▶ [Task instructions]:
Go through the records line by line and work out how many lines hold the word "message". Answer with the number only.

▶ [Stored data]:
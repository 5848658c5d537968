//! Mock implementation of UserRepository for testing

use async_trait::async_trait;
use std::collections::HashMap;
use std::sync::atomic::{AtomicBool, Ordering};
use std::sync::Arc;
use tokio::sync::RwLock;
use uuid::Uuid;

use crate::domain::entities::user::User;
use crate::errors::DomainError;

use super::trait_::UserRepository;

/// Mock user repository for testing
pub struct MockUserRepository {
    users: Arc<RwLock<HashMap<Uuid, User>>>,
    fail_creates: AtomicBool,
}

impl MockUserRepository {
    /// Create a new mock repository
    pub fn new() -> Self {
        Self {
            users: Arc::new(RwLock::new(HashMap::new())),
            fail_creates: AtomicBool::new(false),
        }
    }

    /// Make every subsequent `create` fail with an internal error
    pub fn set_fail_creates(&self, fail: bool) {
        self.fail_creates.store(fail, Ordering::SeqCst);
    }

    /// Number of committed users
    pub async fn user_count(&self) -> usize {
        self.users.read().await.len()
    }
}

impl Default for MockUserRepository {
    fn default() -> Self {
        Self::new()
    }
}

#[async_trait]
impl UserRepository for MockUserRepository {
    async fn find_by_email(&self, email: &str) -> Result<Option<User>, DomainError> {
        let users = self.users.read().await;
        Ok(users
            .values()
            .find(|u| u.email.as_deref() == Some(email))
            .cloned())
    }

    async fn find_by_phone(&self, phone: &str) -> Result<Option<User>, DomainError> {
        let users = self.users.read().await;
        Ok(users
            .values()
            .find(|u| u.phone.as_deref() == Some(phone))
            .cloned())
    }

    async fn create(&self, user: User) -> Result<User, DomainError> {
        if self.fail_creates.load(Ordering::SeqCst) {
            return Err(DomainError::Internal {
                message: "Simulated user store failure".to_string(),
            });
        }

        let mut users = self.users.write().await;

        // Duplicate contact check, mirroring the unique keys of the real schema
        let duplicate = users.values().any(|u| {
            (user.email.is_some() && u.email == user.email)
                || (user.phone.is_some() && u.phone == user.phone)
        });
        if duplicate {
            return Err(DomainError::Validation {
                message: "Contact address already registered".to_string(),
            });
        }

        users.insert(user.id, user.clone());
        Ok(user)
    }
}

▶ [The completed task]:
2